** Opening RECORDS block **

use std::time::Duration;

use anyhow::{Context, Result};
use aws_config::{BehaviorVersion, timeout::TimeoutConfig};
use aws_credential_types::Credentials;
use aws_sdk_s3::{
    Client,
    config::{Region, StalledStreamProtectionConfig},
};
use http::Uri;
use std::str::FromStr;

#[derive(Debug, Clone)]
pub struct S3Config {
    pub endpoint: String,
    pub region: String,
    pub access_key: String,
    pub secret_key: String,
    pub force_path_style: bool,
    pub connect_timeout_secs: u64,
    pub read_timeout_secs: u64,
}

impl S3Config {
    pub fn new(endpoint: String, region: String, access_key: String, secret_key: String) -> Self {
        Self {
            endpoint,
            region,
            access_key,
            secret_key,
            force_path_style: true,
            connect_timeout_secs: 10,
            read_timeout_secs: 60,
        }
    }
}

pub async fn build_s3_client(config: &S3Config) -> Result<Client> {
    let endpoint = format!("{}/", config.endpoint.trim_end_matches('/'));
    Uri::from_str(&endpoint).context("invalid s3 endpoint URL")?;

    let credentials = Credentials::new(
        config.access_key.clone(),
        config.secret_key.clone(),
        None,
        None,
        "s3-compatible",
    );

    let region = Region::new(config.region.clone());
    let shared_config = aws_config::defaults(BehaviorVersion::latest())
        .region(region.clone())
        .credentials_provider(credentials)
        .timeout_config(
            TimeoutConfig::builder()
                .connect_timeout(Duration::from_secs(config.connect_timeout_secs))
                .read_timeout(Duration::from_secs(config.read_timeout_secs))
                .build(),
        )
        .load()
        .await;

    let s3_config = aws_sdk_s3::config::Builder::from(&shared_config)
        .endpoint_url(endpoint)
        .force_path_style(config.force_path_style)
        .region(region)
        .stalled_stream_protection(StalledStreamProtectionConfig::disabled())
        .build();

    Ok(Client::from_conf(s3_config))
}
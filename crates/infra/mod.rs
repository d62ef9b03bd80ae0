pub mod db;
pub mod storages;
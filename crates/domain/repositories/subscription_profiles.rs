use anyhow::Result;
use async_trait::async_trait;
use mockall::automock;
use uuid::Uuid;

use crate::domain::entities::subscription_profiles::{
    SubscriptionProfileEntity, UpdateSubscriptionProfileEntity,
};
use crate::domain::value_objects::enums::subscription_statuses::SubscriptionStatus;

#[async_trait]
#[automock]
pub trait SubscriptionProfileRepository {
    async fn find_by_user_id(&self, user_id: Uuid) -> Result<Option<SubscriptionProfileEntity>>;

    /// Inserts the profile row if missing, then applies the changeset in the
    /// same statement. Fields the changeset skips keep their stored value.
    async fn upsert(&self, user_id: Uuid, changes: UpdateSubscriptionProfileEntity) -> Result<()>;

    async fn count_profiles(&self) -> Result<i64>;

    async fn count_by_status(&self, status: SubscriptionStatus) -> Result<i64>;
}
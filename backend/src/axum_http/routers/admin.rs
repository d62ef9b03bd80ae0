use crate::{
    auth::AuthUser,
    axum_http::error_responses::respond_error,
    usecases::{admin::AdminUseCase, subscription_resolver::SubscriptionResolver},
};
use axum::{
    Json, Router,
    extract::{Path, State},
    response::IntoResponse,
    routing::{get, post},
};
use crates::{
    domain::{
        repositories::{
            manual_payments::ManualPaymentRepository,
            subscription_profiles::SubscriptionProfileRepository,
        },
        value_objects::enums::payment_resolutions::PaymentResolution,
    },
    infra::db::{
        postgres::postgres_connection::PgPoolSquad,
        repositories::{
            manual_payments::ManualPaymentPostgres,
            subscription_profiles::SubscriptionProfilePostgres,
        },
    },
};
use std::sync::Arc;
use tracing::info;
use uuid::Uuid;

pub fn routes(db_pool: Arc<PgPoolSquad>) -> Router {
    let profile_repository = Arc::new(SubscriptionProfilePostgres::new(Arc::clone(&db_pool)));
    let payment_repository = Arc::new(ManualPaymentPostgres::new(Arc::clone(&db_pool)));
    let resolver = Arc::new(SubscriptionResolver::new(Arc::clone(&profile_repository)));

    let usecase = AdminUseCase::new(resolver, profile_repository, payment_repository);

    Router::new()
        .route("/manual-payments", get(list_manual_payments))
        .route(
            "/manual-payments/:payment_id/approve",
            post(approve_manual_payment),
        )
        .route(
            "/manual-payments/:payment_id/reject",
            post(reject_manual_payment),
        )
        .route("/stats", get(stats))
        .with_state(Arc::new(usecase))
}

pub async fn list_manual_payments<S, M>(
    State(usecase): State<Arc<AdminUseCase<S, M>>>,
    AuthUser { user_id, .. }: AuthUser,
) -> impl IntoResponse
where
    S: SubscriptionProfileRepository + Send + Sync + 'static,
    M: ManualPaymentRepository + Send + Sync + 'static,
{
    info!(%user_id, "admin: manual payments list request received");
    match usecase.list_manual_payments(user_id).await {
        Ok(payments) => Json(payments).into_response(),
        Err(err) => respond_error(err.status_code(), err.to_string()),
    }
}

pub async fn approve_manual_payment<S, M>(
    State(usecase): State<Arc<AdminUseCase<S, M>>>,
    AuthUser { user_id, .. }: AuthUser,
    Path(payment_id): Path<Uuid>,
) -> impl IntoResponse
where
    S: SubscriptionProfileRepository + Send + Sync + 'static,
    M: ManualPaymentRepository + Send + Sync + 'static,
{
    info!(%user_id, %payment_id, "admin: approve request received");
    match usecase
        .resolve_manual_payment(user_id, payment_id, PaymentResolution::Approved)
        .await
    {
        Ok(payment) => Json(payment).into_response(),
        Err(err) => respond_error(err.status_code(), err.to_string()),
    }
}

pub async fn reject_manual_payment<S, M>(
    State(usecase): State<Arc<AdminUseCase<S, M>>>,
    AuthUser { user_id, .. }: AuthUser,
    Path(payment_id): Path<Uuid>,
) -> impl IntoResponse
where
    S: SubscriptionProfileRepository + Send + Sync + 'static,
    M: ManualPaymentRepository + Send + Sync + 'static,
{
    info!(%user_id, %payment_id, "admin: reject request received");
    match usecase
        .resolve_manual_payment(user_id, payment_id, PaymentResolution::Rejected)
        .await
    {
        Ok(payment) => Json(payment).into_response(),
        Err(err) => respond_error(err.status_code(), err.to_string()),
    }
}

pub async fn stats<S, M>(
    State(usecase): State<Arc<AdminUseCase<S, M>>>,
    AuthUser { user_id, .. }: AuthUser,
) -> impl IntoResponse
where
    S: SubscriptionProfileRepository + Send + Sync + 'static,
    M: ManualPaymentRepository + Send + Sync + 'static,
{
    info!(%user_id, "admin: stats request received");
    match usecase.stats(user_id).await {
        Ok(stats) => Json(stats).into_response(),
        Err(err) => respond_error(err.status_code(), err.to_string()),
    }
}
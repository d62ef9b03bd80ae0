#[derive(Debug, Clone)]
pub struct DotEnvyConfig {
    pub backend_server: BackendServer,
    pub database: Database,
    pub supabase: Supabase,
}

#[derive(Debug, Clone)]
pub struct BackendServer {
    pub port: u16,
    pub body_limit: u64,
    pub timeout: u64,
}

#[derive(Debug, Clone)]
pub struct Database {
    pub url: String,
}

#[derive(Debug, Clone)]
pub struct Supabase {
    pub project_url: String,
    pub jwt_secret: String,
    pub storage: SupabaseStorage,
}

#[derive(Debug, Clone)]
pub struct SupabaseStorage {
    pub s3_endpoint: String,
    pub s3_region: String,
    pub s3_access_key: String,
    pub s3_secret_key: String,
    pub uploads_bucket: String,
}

** Closing RECORDS block **

Copy the listing exactly as it stands.

**SOLUTION TO THIS TASK**
use std::time::Duration;

use anyhow::{Context, Result};
use aws_config::{BehaviorVersion, timeout::TimeoutConfig};
use aws_credential_types::Credentials;
use aws_sdk_s3::{
    Client,
    config::{Region, StalledStreamProtectionConfig},
};
use http::Uri;
use std::str::FromStr;

#[derive(Debug, Clone)]
pub struct S3Config {
    pub endpoint: String,
    pub region: String,
    pub access_key: String,
    pub secret_key: String,
    pub force_path_style: bool,
    pub connect_timeout_secs: u64,
    pub read_timeout_secs: u64,
}

impl S3Config {
    pub fn new(endpoint: String, region: String, access_key: String, secret_key: String) -> Self {
        Self {
            endpoint,
            region,
            access_key,
            secret_key,
            force_path_style: true,
            connect_timeout_secs: 10,
            read_timeout_secs: 60,
        }
    }
}

pub async fn build_s3_client(config: &S3Config) -> Result<Client> {
    let endpoint = format!("{}/", config.endpoint.trim_end_matches('/'));
    Uri::from_str(&endpoint).context("invalid s3 endpoint URL")?;

    let credentials = Credentials::new(
        config.access_key.clone(),
        config.secret_key.clone(),
        None,
        None,
        "s3-compatible",
    );

    let region = Region::new(config.region.clone());
    let shared_config = aws_config::defaults(BehaviorVersion::latest())
        .region(region.clone())
        .credentials_provider(credentials)
        .timeout_config(
            TimeoutConfig::builder()
                .connect_timeout(Duration::from_secs(config.connect_timeout_secs))
                .read_timeout(Duration::from_secs(config.read_timeout_secs))
                .build(),
        )
        .load()
        .await;

    let s3_config = aws_sdk_s3::config::Builder::from(&shared_config)
        .endpoint_url(endpoint)
        .force_path_style(config.force_path_style)
        .region(region)
        .stalled_stream_protection(StalledStreamProtectionConfig::disabled())
        .build();

    Ok(Client::from_conf(s3_config))
}
filename crates/infra/mod.rs
repository d62ef9b03bd80ae0
pub mod db;
pub mod storages;
filename crates/domain/repositories/subscription_profiles.rs
use anyhow::Result;
use async_trait::async_trait;
use mockall::automock;
use uuid::Uuid;

use crate::domain::entities::subscription_profiles::{
    SubscriptionProfileEntity, UpdateSubscriptionProfileEntity,
};
use crate::domain::value_objects::enums::subscription_statuses::SubscriptionStatus;

#[async_trait]
#[automock]
pub trait SubscriptionProfileRepository {
    async fn find_by_user_id(&self, user_id: Uuid) -> Result<Option<SubscriptionProfileEntity>>;

    /// Inserts the profile row if missing, then applies the changeset in the
    /// same statement. Fields the changeset skips keep their stored value.
    async fn upsert(&self, user_id: Uuid, changes: UpdateSubscriptionProfileEntity) -> Result<()>;

    async fn count_profiles(&self) -> Result<i64>;

    async fn count_by_status(&self, status: SubscriptionStatus) -> Result<i64>;
}
filename backend/src/axum_http/routers/admin.rs
repository d62ef9b03bd80ae0
use crate::{
    auth::AuthUser,
    axum_http::error_responses::respond_error,
    usecases::{admin::AdminUseCase, subscription_resolver::SubscriptionResolver},
};
use axum::{
    Json, Router,
    extract::{Path, State},
    response::IntoResponse,
    routing::{get, post},
};
use crates::{
    domain::{
        repositories::{
            manual_payments::ManualPaymentRepository,
            subscription_profiles::SubscriptionProfileRepository,
        },
        value_objects::enums::payment_resolutions::PaymentResolution,
    },
    infra::db::{
        postgres::postgres_connection::PgPoolSquad,
        repositories::{
            manual_payments::ManualPaymentPostgres,
            subscription_profiles::SubscriptionProfilePostgres,
        },
    },
};
use std::sync::Arc;
use tracing::info;
use uuid::Uuid;

pub fn routes(db_pool: Arc<PgPoolSquad>) -> Router {
    let profile_repository = Arc::new(SubscriptionProfilePostgres::new(Arc::clone(&db_pool)));
    let payment_repository = Arc::new(ManualPaymentPostgres::new(Arc::clone(&db_pool)));
    let resolver = Arc::new(SubscriptionResolver::new(Arc::clone(&profile_repository)));

    let usecase = AdminUseCase::new(resolver, profile_repository, payment_repository);

    Router::new()
        .route("/manual-payments", get(list_manual_payments))
        .route(
            "/manual-payments/:payment_id/approve",
            post(approve_manual_payment),
        )
        .route(
            "/manual-payments/:payment_id/reject",
            post(reject_manual_payment),
        )
        .route("/stats", get(stats))
        .with_state(Arc::new(usecase))
}

pub async fn list_manual_payments<S, M>(
    State(usecase): State<Arc<AdminUseCase<S, M>>>,
    AuthUser { user_id, .. }: AuthUser,
) -> impl IntoResponse
where
    S: SubscriptionProfileRepository + Send + Sync + 'static,
    M: ManualPaymentRepository + Send + Sync + 'static,
{
    info!(%user_id, "admin: manual payments list request received");
    match usecase.list_manual_payments(user_id).await {
        Ok(payments) => Json(payments).into_response(),
        Err(err) => respond_error(err.status_code(), err.to_string()),
    }
}

pub async fn approve_manual_payment<S, M>(
    State(usecase): State<Arc<AdminUseCase<S, M>>>,
    AuthUser { user_id, .. }: AuthUser,
    Path(payment_id): Path<Uuid>,
) -> impl IntoResponse
where
    S: SubscriptionProfileRepository + Send + Sync + 'static,
    M: ManualPaymentRepository + Send + Sync + 'static,
{
    info!(%user_id, %payment_id, "admin: approve request received");
    match usecase
        .resolve_manual_payment(user_id, payment_id, PaymentResolution::Approved)
        .await
    {
        Ok(payment) => Json(payment).into_response(),
        Err(err) => respond_error(err.status_code(), err.to_string()),
    }
}

pub async fn reject_manual_payment<S, M>(
    State(usecase): State<Arc<AdminUseCase<S, M>>>,
    AuthUser { user_id, .. }: AuthUser,
    Path(payment_id): Path<Uuid>,
) -> impl IntoResponse
where
    S: SubscriptionProfileRepository + Send + Sync + 'static,
    M: ManualPaymentRepository + Send + Sync + 'static,
{
    info!(%user_id, %payment_id, "admin: reject request received");
    match usecase
        .resolve_manual_payment(user_id, payment_id, PaymentResolution::Rejected)
        .await
    {
        Ok(payment) => Json(payment).into_response(),
        Err(err) => respond_error(err.status_code(), err.to_string()),
    }
}

pub async fn stats<S, M>(
    State(usecase): State<Arc<AdminUseCase<S, M>>>,
    AuthUser { user_id, .. }: AuthUser,
) -> impl IntoResponse
where
    S: SubscriptionProfileRepository + Send + Sync + 'static,
    M: ManualPaymentRepository + Send + Sync + 'static,
{
    info!(%user_id, "admin: stats request received");
    match usecase.stats(user_id).await {
        Ok(stats) => Json(stats).into_response(),
        Err(err) => respond_error(err.status_code(), err.to_string()),
    }
}
repository d62ef9b03bd80ae0
#[derive(Debug, Clone)]
pub struct DotEnvyConfig {
    pub backend_server: BackendServer,
    pub database: Database,
    pub supabase: Supabase,
}

#[derive(Debug, Clone)]
pub struct BackendServer {
    pub port: u16,
    pub body_limit: u64,
    pub timeout: u64,
}

#[derive(Debug, Clone)]
pub struct Database {
    pub url: String,
}

#[derive(Debug, Clone)]
pub struct Supabase {
    pub project_url: String,
    pub jwt_secret: String,
    pub storage: SupabaseStorage,
}

#[derive(Debug, Clone)]
pub struct SupabaseStorage {
    pub s3_endpoint: String,
    pub s3_region: String,
    pub s3_access_key: String,
    pub s3_secret_key: String,
    pub uploads_bucket: String,
}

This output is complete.